I know what you're thinking. "Come on, Aimee. You can't count a Dr. Seuss book." Well, it's my list and I say I can. Okay, so I wouldn't count reading Green Eggs and Ham or Oh, Say Can You Say Di-no-saur? both of which I've read in the past week to my children. But reading You're Only Old Once! A Book for Obsolete Children - I think that one I can safely add to the list.
I laughed so hard when I saw the name of this book that I couldn't help resist getting it. I have decided that it will now be my gift of choice to the octogenarians in my life.
It's hard to believe that the classic author Theodor Seuss Geisel has been gone for almost 19 years. He seems as alive today as he did when I was younger because of his many books.

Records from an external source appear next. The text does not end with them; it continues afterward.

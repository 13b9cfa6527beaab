//! Floating-point frame buffer.
//!
//! Row-major RGB storage for render output plus the conversions needed by
//! image sinks.

use crate::Color;
use ivory_math::Interval;

/// Row-major buffer of linear RGB colors, `width * height` entries.
#[derive(Debug, Clone, PartialEq)]
pub struct FrameBuffer {
    width: u32,
    height: u32,
    pixels: Vec<Color>,
}

impl FrameBuffer {
    /// Create a new frame buffer filled with black.
    pub fn new(width: u32, height: u32) -> Self {
        Self {
            width,
            height,
            pixels: vec![Color::ZERO; width as usize * height as usize],
        }
    }

    pub fn width(&self) -> u32 {
        self.width
    }

    pub fn height(&self) -> u32 {
        self.height
    }

    #[inline]
    fn index(&self, x: u32, y: u32) -> usize {
        debug_assert!(x < self.width && y < self.height, "pixel ({x}, {y}) out of bounds");
        y as usize * self.width as usize + x as usize
    }

    /// Get the pixel at (x, y).
    pub fn get(&self, x: u32, y: u32) -> Color {
        self.pixels[self.index(x, y)]
    }

    /// Set the pixel at (x, y).
    pub fn set(&mut self, x: u32, y: u32, color: Color) {
        let i = self.index(x, y);
        self.pixels[i] = color;
    }

    /// All pixels in row-major order.
    pub fn pixels(&self) -> &[Color] {
        &self.pixels
    }

    /// Rows from top to bottom, each `width` pixels long.
    pub fn rows(&self) -> impl Iterator<Item = &[Color]> + '_ {
        self.pixels.chunks(self.width.max(1) as usize)
    }

    pub(crate) fn pixels_mut(&mut self) -> &mut [Color] {
        &mut self.pixels
    }

    /// Average color over the whole frame.
    pub fn mean(&self) -> Color {
        if self.pixels.is_empty() {
            return Color::ZERO;
        }
        let sum: Color = self.pixels.iter().copied().sum();
        sum / self.pixels.len() as f32
    }

    /// Interleaved linear RGB floats, for HDR formats.
    pub fn to_rgb_f32(&self) -> Vec<f32> {
        self.pixels.iter().flat_map(|c| [c.x, c.y, c.z]).collect()
    }

    /// Convert to gamma-encoded RGBA bytes (for LDR formats or display).
    pub fn to_rgba8(&self) -> Vec<u8> {
        self.pixels.iter().flat_map(|c| color_to_rgba(*c)).collect()
    }
}

/// Apply gamma correction (gamma = 2.0).
#[inline]
pub fn linear_to_gamma(linear: f32) -> f32 {
    if linear > 0.0 {
        linear.sqrt()
    } else {
        0.0
    }
}

/// Convert a color to 8-bit RGBA.
pub fn color_to_rgba(color: Color) -> [u8; 4] {
    const INTENSITY: Interval = Interval::new(0.0, 0.999);
    let to_byte = |c: f32| (256.0 * INTENSITY.clamp(linear_to_gamma(c))) as u8;
    [to_byte(color.x), to_byte(color.y), to_byte(color.z), 255]
}

#[cfg(test)]
mod tests {
    use super::*;

    #[test]
    fn test_new_is_black_and_sized() {
        let frame = FrameBuffer::new(4, 3);
        assert_eq!(frame.width(), 4);
        assert_eq!(frame.height(), 3);
        assert_eq!(frame.pixels().len(), 12);
        assert!(frame.pixels().iter().all(|c| *c == Color::ZERO));
    }

    #[test]
    fn test_set_get_row_major() {
        let mut frame = FrameBuffer::new(4, 3);
        frame.set(1, 2, Color::new(0.1, 0.2, 0.3));
        assert_eq!(frame.get(1, 2), Color::new(0.1, 0.2, 0.3));
        assert_eq!(frame.pixels()[2 * 4 + 1], Color::new(0.1, 0.2, 0.3));
    }

    #[test]
    fn test_rows_top_to_bottom() {
        let mut frame = FrameBuffer::new(3, 2);
        frame.set(2, 0, Color::X);
        frame.set(0, 1, Color::Y);

        let rows: Vec<&[Color]> = frame.rows().collect();
        assert_eq!(rows.len(), 2);
        assert!(rows.iter().all(|row| row.len() == 3));
        assert_eq!(rows[0][2], Color::X);
        assert_eq!(rows[1][0], Color::Y);

        assert_eq!(FrameBuffer::new(0, 5).rows().count(), 0);
    }

    #[test]
    fn test_mean() {
        let mut frame = FrameBuffer::new(2, 1);
        frame.set(0, 0, Color::new(1.0, 0.0, 0.0));
        frame.set(1, 0, Color::new(0.0, 0.0, 1.0));
        assert_eq!(frame.mean(), Color::new(0.5, 0.0, 0.5));
    }

    #[test]
    fn test_rgb_f32_interleaving() {
        let mut frame = FrameBuffer::new(2, 1);
        frame.set(1, 0, Color::new(4.0, 5.0, 6.0));
        assert_eq!(frame.to_rgb_f32(), vec![0.0, 0.0, 0.0, 4.0, 5.0, 6.0]);
    }

    #[test]
    fn test_linear_to_gamma() {
        assert_eq!(linear_to_gamma(0.0), 0.0);
        assert_eq!(linear_to_gamma(-1.0), 0.0);
        assert!((linear_to_gamma(1.0) - 1.0).abs() < 0.0001);
        assert!((linear_to_gamma(0.25) - 0.5).abs() < 0.0001);
    }

    #[test]
    fn test_color_to_rgba_clamps() {
        assert_eq!(color_to_rgba(Color::ZERO), [0, 0, 0, 255]);
        assert_eq!(color_to_rgba(Color::splat(4.0)), [255, 255, 255, 255]);
        assert_eq!(color_to_rgba(Color::new(0.25, 0.0, 0.0))[0], 128);
    }
}
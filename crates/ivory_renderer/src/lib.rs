//! Ivory Renderer - CPU Path Tracing
//!
//! A Monte Carlo path tracer for spheres with diffuse, metal and glass
//! materials. Renders sequentially or across the rayon pool and writes
//! linear floating-point images.

mod camera;
mod frame;
mod hittable;
mod material;
mod output;
mod renderer;
mod settings;
mod sphere;

pub mod sampling;
pub mod scenes;

pub use camera::Camera;
pub use frame::{color_to_rgba, linear_to_gamma, FrameBuffer};
pub use hittable::{HitRecord, Hittable, HittableList};
pub use material::{
    cannot_refract, near_zero, reflect, reflectance, refract, Color, Dielectric, Lambertian,
    Material, Metal, ScatterResult,
};
pub use output::{FileSink, ImageSink, OutputError};
pub use renderer::{
    debug_color, for_each_pixel, pixel_seed, ray_color, render, render_pixel, sky_gradient,
    ExecutionMode, RenderError, RenderReport, RenderSession, RenderedFrames, HIT_EPSILON,
};
pub use settings::{
    image_height_for, ConfigError, RenderSettings, DEFAULT_DEBUG_OUTPUT, DEFAULT_OUTPUT,
};
pub use sphere::Sphere;

/// Re-export Vec3 and common math types from ivory_math
pub use ivory_math::{Interval, Ray, Vec3};
/// A closed range of real values `[min, max]`.
///
/// Used for valid hit-distance ranges and for color clamping. An interval
/// with `min > max` is empty.
#[derive(Debug, Clone, Copy, PartialEq)]
pub struct Interval {
    pub min: f32,
    pub max: f32,
}

impl Interval {
    /// An empty interval (min > max, contains nothing).
    pub const EMPTY: Interval = Interval {
        min: f32::INFINITY,
        max: f32::NEG_INFINITY,
    };

    /// A universe interval (contains everything).
    pub const UNIVERSE: Interval = Interval {
        min: f32::NEG_INFINITY,
        max: f32::INFINITY,
    };

    /// Create a new interval given min and max values.
    pub const fn new(min: f32, max: f32) -> Self {
        Self { min, max }
    }

    /// Returns the size of the interval (max - min).
    pub fn size(&self) -> f32 {
        self.max - self.min
    }

    /// Returns true if the interval contains no values.
    pub fn is_empty(&self) -> bool {
        self.min > self.max
    }

    /// Returns true if x is within the interval [min, max] (inclusive).
    pub fn contains(&self, x: f32) -> bool {
        self.min <= x && x <= self.max
    }

    /// Returns true if x is strictly within the interval (min, max) (exclusive).
    pub fn surrounds(&self, x: f32) -> bool {
        self.min < x && x < self.max
    }

    /// Clamps x to be within the interval [min, max].
    ///
    /// Uses comparisons rather than `f32::clamp` so an empty interval does
    /// not panic.
    pub fn clamp(&self, x: f32) -> f32 {
        if x < self.min {
            self.min
        } else if x > self.max {
            self.max
        } else {
            x
        }
    }

    /// Returns a new interval padded by `delta`, half on each side.
    pub fn expand(&self, delta: f32) -> Interval {
        let padding = delta / 2.0;
        Interval::new(self.min - padding, self.max + padding)
    }

    /// Returns a copy of this interval with `max` replaced.
    ///
    /// Closest-hit searches shrink the upper bound as hits are found.
    pub fn with_max(&self, max: f32) -> Interval {
        Interval::new(self.min, max)
    }
}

You're Only Old Once! A Book for Obsolete Children was released on Mr. Geisel's 82nd birthday and spent over a year on the New York Times Best Seller List. It was the first book he had written for grown ups since the 1930's.
An obvious quick read, many people of a certain age would agree that Dr. Seuss was right on the money with his description of getting older and the physical changes and ailments that come with that. I also gave this book to my Aunt Anita for her 80th birthday, and enjoyed hearing her laugh in many different places.
So I encourage thee
to by two or three
of this fabulous book
or at least take a look.
The surprise will be yours
and I simply implore,
"You're Only Old Once!"
will give you pleasure galore.
Now...on a personal note...
I didn't have any Dr. Seuss books while growing up. (Insert your shock and awe here.) My mom, then a preschool teacher and now a kindergarten teacher's aid, felt they were too "busy" and didn't include any in our vast library of chidren's literature. I always thought I was missing something.
Although I don't have the Dr. Seuss books added to my grand list of "books to read in my lifetime" (I will write more about that list at some point), I do want to take one day and read all 60+ books in the Dr. Seuss library. I will have to go to the library to get these since I will most likely not acquire them any time soon, that is, unless one of my readers is a generous benefactor and would like to buy them for me. I am willing to take pretty much any donations willing to be given!
(DISCLAIMER TO MY HUSBAND: I am not responsible for any eye rolling you may do as I expand my literary library. You have a recording studio, I should be allowed my library. And don't give me that look about my yarn either!)